__DATA UNDER STUDY__
//! SSH algorithm profiles for progressive negotiation fallback.
//!
//! Network equipment spans twenty years of SSH stacks. Connections are
//! attempted with the modern profile first, then a legacy profile
//! (group-exchange and CBC-era algorithms), then an ultra-legacy profile
//! for gear that only speaks `diffie-hellman-group1-sha1` with `3des-cbc`.

use std::borrow::Cow;

use russh::keys::{Algorithm, EcdsaCurve, HashAlg};
use russh::{Preferred, cipher, compression, kex, mac};

/// Key exchange algorithms for the modern profile.
pub const MODERN_KEX_ORDER: &[kex::Name] = &[
    kex::CURVE25519,
    kex::CURVE25519_PRE_RFC_8731,
    kex::ECDH_SHA2_NISTP256,
    kex::ECDH_SHA2_NISTP384,
    kex::ECDH_SHA2_NISTP521,
    kex::DH_G14_SHA256,
    kex::DH_G16_SHA512,
];

/// Key exchange algorithms for the legacy profile.
pub const LEGACY_KEX_ORDER: &[kex::Name] = &[
    kex::DH_GEX_SHA256,
    kex::DH_GEX_SHA1,
    kex::DH_G14_SHA256,
    kex::DH_G14_SHA1,
];

/// Key exchange algorithms for the ultra-legacy profile.
pub const ULTRA_LEGACY_KEX_ORDER: &[kex::Name] = &[kex::DH_G1_SHA1, kex::DH_G14_SHA1];

/// Ciphers for the modern profile.
pub const MODERN_CIPHERS: &[cipher::Name] = &[
    cipher::CHACHA20_POLY1305,
    cipher::AES_256_GCM,
    cipher::AES_256_CTR,
    cipher::AES_192_CTR,
    cipher::AES_128_CTR,
];

/// Ciphers for the legacy profile (adds the CBC-era modes).
pub const LEGACY_CIPHERS: &[cipher::Name] = &[
    cipher::AES_256_CTR,
    cipher::AES_192_CTR,
    cipher::AES_128_CTR,
    cipher::AES_256_CBC,
    cipher::AES_192_CBC,
    cipher::AES_128_CBC,
];

/// Ciphers for the ultra-legacy profile.
pub const ULTRA_LEGACY_CIPHERS: &[cipher::Name] = &[
    cipher::TRIPLE_DES_CBC,
    cipher::AES_128_CBC,
];

/// MAC algorithms for the modern profile.
pub const MODERN_MAC_ALGORITHMS: &[mac::Name] = &[
    mac::HMAC_SHA256_ETM,
    mac::HMAC_SHA512_ETM,
    mac::HMAC_SHA256,
    mac::HMAC_SHA512,
];

/// MAC algorithms for the legacy profile.
pub const LEGACY_MAC_ALGORITHMS: &[mac::Name] = &[
    mac::HMAC_SHA256,
    mac::HMAC_SHA512,
    mac::HMAC_SHA1_ETM,
    mac::HMAC_SHA1,
];

/// MAC algorithms for the ultra-legacy profile.
///
/// russh implements no `hmac-md5`; `hmac-sha1` is the weakest MAC this
/// profile can offer.
pub const ULTRA_LEGACY_MAC_ALGORITHMS: &[mac::Name] = &[mac::HMAC_SHA1];

/// Host key algorithms for the modern profile.
pub const MODERN_KEY_TYPES: &[Algorithm] = &[
    Algorithm::Ed25519,
    Algorithm::Ecdsa {
        curve: EcdsaCurve::NistP256,
    },
    Algorithm::Ecdsa {
        curve: EcdsaCurve::NistP384,
    },
    Algorithm::Ecdsa {
        curve: EcdsaCurve::NistP521,
    },
    Algorithm::Rsa {
        hash: Some(HashAlg::Sha512),
    },
    Algorithm::Rsa {
        hash: Some(HashAlg::Sha256),
    },
];

/// Host key algorithms for the legacy profile.
pub const LEGACY_KEY_TYPES: &[Algorithm] = &[
    Algorithm::Rsa {
        hash: Some(HashAlg::Sha256),
    },
    Algorithm::Rsa { hash: None },
    Algorithm::Dsa,
];

/// Host key algorithms for the ultra-legacy profile.
pub const ULTRA_LEGACY_KEY_TYPES: &[Algorithm] = &[Algorithm::Rsa { hash: None }, Algorithm::Dsa];

/// Compression algorithms, shared by every profile.
pub const DEFAULT_COMPRESSION_ALGORITHMS: &[compression::Name] = &[
    compression::NONE,
    compression::ZLIB,
    compression::ZLIB_LEGACY,
];

/// One tier of the progressive negotiation fallback chain.
#[derive(Debug, Clone, Copy, PartialEq, Eq)]
pub enum AlgorithmProfile {
    /// Current-generation algorithms.
    Modern,
    /// Group-exchange kex, CBC ciphers, SHA-1 MACs, ssh-rsa/ssh-dss keys.
    Legacy,
    /// dh-group1-sha1 and 3des-cbc for the oldest gear.
    UltraLegacy,
}

impl AlgorithmProfile {
    /// The fallback chain, in the order profiles are attempted.
    pub const FALLBACK_CHAIN: [AlgorithmProfile; 3] = [
        AlgorithmProfile::Modern,
        AlgorithmProfile::Legacy,
        AlgorithmProfile::UltraLegacy,
    ];

    /// The russh preference table for this profile.
    pub fn preferred(&self) -> Preferred {
        match self {
            AlgorithmProfile::Modern => Preferred {
                kex: Cow::Borrowed(MODERN_KEX_ORDER),
                key: Cow::Borrowed(MODERN_KEY_TYPES),
                cipher: Cow::Borrowed(MODERN_CIPHERS),
                mac: Cow::Borrowed(MODERN_MAC_ALGORITHMS),
                compression: Cow::Borrowed(DEFAULT_COMPRESSION_ALGORITHMS),
            },
            AlgorithmProfile::Legacy => Preferred {
                kex: Cow::Borrowed(LEGACY_KEX_ORDER),
                key: Cow::Borrowed(LEGACY_KEY_TYPES),
                cipher: Cow::Borrowed(LEGACY_CIPHERS),
                mac: Cow::Borrowed(LEGACY_MAC_ALGORITHMS),
                compression: Cow::Borrowed(DEFAULT_COMPRESSION_ALGORITHMS),
            },
            AlgorithmProfile::UltraLegacy => Preferred {
                kex: Cow::Borrowed(ULTRA_LEGACY_KEX_ORDER),
                key: Cow::Borrowed(ULTRA_LEGACY_KEY_TYPES),
                cipher: Cow::Borrowed(ULTRA_LEGACY_CIPHERS),
                mac: Cow::Borrowed(ULTRA_LEGACY_MAC_ALGORITHMS),
                compression: Cow::Borrowed(DEFAULT_COMPRESSION_ALGORITHMS),
            },
        }
    }
}

impl std::fmt::Display for AlgorithmProfile {
    fn fmt(&self, f: &mut std::fmt::Formatter<'_>) -> std::fmt::Result {
        match self {
            AlgorithmProfile::Modern => write!(f, "modern"),
            AlgorithmProfile::Legacy => write!(f, "legacy"),
            AlgorithmProfile::UltraLegacy => write!(f, "ultra-legacy"),
        }
    }
}

#[cfg(test)]
mod tests {
    use super::*;

    #[test]
    fn test_fallback_chain_order() {
        assert_eq!(
            AlgorithmProfile::FALLBACK_CHAIN,
            [
                AlgorithmProfile::Modern,
                AlgorithmProfile::Legacy,
                AlgorithmProfile::UltraLegacy,
            ]
        );
    }

    #[test]
    fn test_modern_profile_excludes_weak_algorithms() {
        let preferred = AlgorithmProfile::Modern.preferred();
        assert!(preferred.kex.iter().all(|alg| *alg != kex::DH_G1_SHA1));
        assert!(
            preferred
                .cipher
                .iter()
                .all(|alg| *alg != cipher::TRIPLE_DES_CBC)
        );
        assert!(preferred.mac.iter().all(|alg| *alg != mac::HMAC_SHA1));
        assert!(preferred.key.iter().all(|alg| *alg != Algorithm::Dsa));
    }

    #[test]
    fn test_ultra_legacy_keeps_oldest_algorithms() {
        let preferred = AlgorithmProfile::UltraLegacy.preferred();
        assert!(preferred.kex.contains(&kex::DH_G1_SHA1));
        assert!(preferred.cipher.contains(&cipher::TRIPLE_DES_CBC));
        assert!(preferred.key.contains(&Algorithm::Dsa));
    }
}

__PROBLEM DETAILS__
Repeat the material in full, exactly as it reads.

__SOLUTION TO THE EXERCISE__
//! SSH algorithm profiles for progressive negotiation fallback.
//!
//! Network equipment spans twenty years of SSH stacks. Connections are
//! attempted with the modern profile first, then a legacy profile
//! (group-exchange and CBC-era algorithms), then an ultra-legacy profile
//! for gear that only speaks `diffie-hellman-group1-sha1` with `3des-cbc`.

use std::borrow::Cow;

use russh::keys::{Algorithm, EcdsaCurve, HashAlg};
use russh::{Preferred, cipher, compression, kex, mac};

/// Key exchange algorithms for the modern profile.
pub const MODERN_KEX_ORDER: &[kex::Name] = &[
    kex::CURVE25519,
    kex::CURVE25519_PRE_RFC_8731,
    kex::ECDH_SHA2_NISTP256,
    kex::ECDH_SHA2_NISTP384,
    kex::ECDH_SHA2_NISTP521,
    kex::DH_G14_SHA256,
    kex::DH_G16_SHA512,
];

/// Key exchange algorithms for the legacy profile.
pub const LEGACY_KEX_ORDER: &[kex::Name] = &[
    kex::DH_GEX_SHA256,
    kex::DH_GEX_SHA1,
    kex::DH_G14_SHA256,
    kex::DH_G14_SHA1,
];

/// Key exchange algorithms for the ultra-legacy profile.
pub const ULTRA_LEGACY_KEX_ORDER: &[kex::Name] = &[kex::DH_G1_SHA1, kex::DH_G14_SHA1];

/// Ciphers for the modern profile.
pub const MODERN_CIPHERS: &[cipher::Name] = &[
    cipher::CHACHA20_POLY1305,
    cipher::AES_256_GCM,
    cipher::AES_256_CTR,
    cipher::AES_192_CTR,
    cipher::AES_128_CTR,
];

/// Ciphers for the legacy profile (adds the CBC-era modes).
pub const LEGACY_CIPHERS: &[cipher::Name] = &[
    cipher::AES_256_CTR,
    cipher::AES_192_CTR,
    cipher::AES_128_CTR,
    cipher::AES_256_CBC,
    cipher::AES_192_CBC,
    cipher::AES_128_CBC,
];

/// Ciphers for the ultra-legacy profile.
pub const ULTRA_LEGACY_CIPHERS: &[cipher::Name] = &[
    cipher::TRIPLE_DES_CBC,
    cipher::AES_128_CBC,
];

/// MAC algorithms for the modern profile.
pub const MODERN_MAC_ALGORITHMS: &[mac::Name] = &[
    mac::HMAC_SHA256_ETM,
    mac::HMAC_SHA512_ETM,
    mac::HMAC_SHA256,
    mac::HMAC_SHA512,
];

/// MAC algorithms for the legacy profile.
pub const LEGACY_MAC_ALGORITHMS: &[mac::Name] = &[
    mac::HMAC_SHA256,
    mac::HMAC_SHA512,
    mac::HMAC_SHA1_ETM,
    mac::HMAC_SHA1,
];

/// MAC algorithms for the ultra-legacy profile.
///
/// russh implements no `hmac-md5`; `hmac-sha1` is the weakest MAC this
/// profile can offer.
pub const ULTRA_LEGACY_MAC_ALGORITHMS: &[mac::Name] = &[mac::HMAC_SHA1];

/// Host key algorithms for the modern profile.
pub const MODERN_KEY_TYPES: &[Algorithm] = &[
    Algorithm::Ed25519,
    Algorithm::Ecdsa {
        curve: EcdsaCurve::NistP256,
    },
    Algorithm::Ecdsa {
        curve: EcdsaCurve::NistP384,
    },
    Algorithm::Ecdsa {
        curve: EcdsaCurve::NistP521,
    },
    Algorithm::Rsa {
        hash: Some(HashAlg::Sha512),
    },
    Algorithm::Rsa {
        hash: Some(HashAlg::Sha256),
    },
];

/// Host key algorithms for the legacy profile.
pub const LEGACY_KEY_TYPES: &[Algorithm] = &[
    Algorithm::Rsa {
        hash: Some(HashAlg::Sha256),
    },
    Algorithm::Rsa { hash: None },
    Algorithm::Dsa,
];

/// Host key algorithms for the ultra-legacy profile.
pub const ULTRA_LEGACY_KEY_TYPES: &[Algorithm] = &[Algorithm::Rsa { hash: None }, Algorithm::Dsa];

/// Compression algorithms, shared by every profile.
pub const DEFAULT_COMPRESSION_ALGORITHMS: &[compression::Name] = &[
    compression::NONE,
    compression::ZLIB,
    compression::ZLIB_LEGACY,
];

/// One tier of the progressive negotiation fallback chain.
#[derive(Debug, Clone, Copy, PartialEq, Eq)]
pub enum AlgorithmProfile {
    /// Current-generation algorithms.
    Modern,
    /// Group-exchange kex, CBC ciphers, SHA-1 MACs, ssh-rsa/ssh-dss keys.
    Legacy,
    /// dh-group1-sha1 and 3des-cbc for the oldest gear.
    UltraLegacy,
}

impl AlgorithmProfile {
    /// The fallback chain, in the order profiles are attempted.
    pub const FALLBACK_CHAIN: [AlgorithmProfile; 3] = [
        AlgorithmProfile::Modern,
        AlgorithmProfile::Legacy,
        AlgorithmProfile::UltraLegacy,
    ];

    /// The russh preference table for this profile.
    pub fn preferred(&self) -> Preferred {
        match self {
            AlgorithmProfile::Modern => Preferred {
                kex: Cow::Borrowed(MODERN_KEX_ORDER),
                key: Cow::Borrowed(MODERN_KEY_TYPES),
                cipher: Cow::Borrowed(MODERN_CIPHERS),
                mac: Cow::Borrowed(MODERN_MAC_ALGORITHMS),
                compression: Cow::Borrowed(DEFAULT_COMPRESSION_ALGORITHMS),
            },
            AlgorithmProfile::Legacy => Preferred {
                kex: Cow::Borrowed(LEGACY_KEX_ORDER),
                key: Cow::Borrowed(LEGACY_KEY_TYPES),
                cipher: Cow::Borrowed(LEGACY_CIPHERS),
                mac: Cow::Borrowed(LEGACY_MAC_ALGORITHMS),
                compression: Cow::Borrowed(DEFAULT_COMPRESSION_ALGORITHMS),
            },
            AlgorithmProfile::UltraLegacy => Preferred {
                kex: Cow::Borrowed(ULTRA_LEGACY_KEX_ORDER),
                key: Cow::Borrowed(ULTRA_LEGACY_KEY_TYPES),
                cipher: Cow::Borrowed(ULTRA_LEGACY_CIPHERS),
                mac: Cow::Borrowed(ULTRA_LEGACY_MAC_ALGORITHMS),
                compression: Cow::Borrowed(DEFAULT_COMPRESSION_ALGORITHMS),
            },
        }
    }
}

impl std::fmt::Display for AlgorithmProfile {
    fn fmt(&self, f: &mut std::fmt::Formatter<'_>) -> std::fmt::Result {
        match self {
            AlgorithmProfile::Modern => write!(f, "modern"),
            AlgorithmProfile::Legacy => write!(f, "legacy"),
            AlgorithmProfile::UltraLegacy => write!(f, "ultra-legacy"),
        }
    }
}

#[cfg(test)]
mod tests {
    use super::*;

    #[test]
    fn test_fallback_chain_order() {
        assert_eq!(
            AlgorithmProfile::FALLBACK_CHAIN,
            [
                AlgorithmProfile::Modern,
                AlgorithmProfile::Legacy,
                AlgorithmProfile::UltraLegacy,
            ]
        );
    }

    #[test]
    fn test_modern_profile_excludes_weak_algorithms() {
        let preferred = AlgorithmProfile::Modern.preferred();
        assert!(preferred.kex.iter().all(|alg| *alg != kex::DH_G1_SHA1));
        assert!(
            preferred
                .cipher
                .iter()
                .all(|alg| *alg != cipher::TRIPLE_DES_CBC)
        );
        assert!(preferred.mac.iter().all(|alg| *alg != mac::HMAC_SHA1));
        assert!(preferred.key.iter().all(|alg| *alg != Algorithm::Dsa));
    }

    #[test]
    fn test_ultra_legacy_keeps_oldest_algorithms() {
        let preferred = AlgorithmProfile::UltraLegacy.preferred();
        assert!(preferred.kex.contains(&kex::DH_G1_SHA1));
        assert!(preferred.cipher.contains(&cipher::TRIPLE_DES_CBC));
        assert!(preferred.key.contains(&Algorithm::Dsa));
    }
}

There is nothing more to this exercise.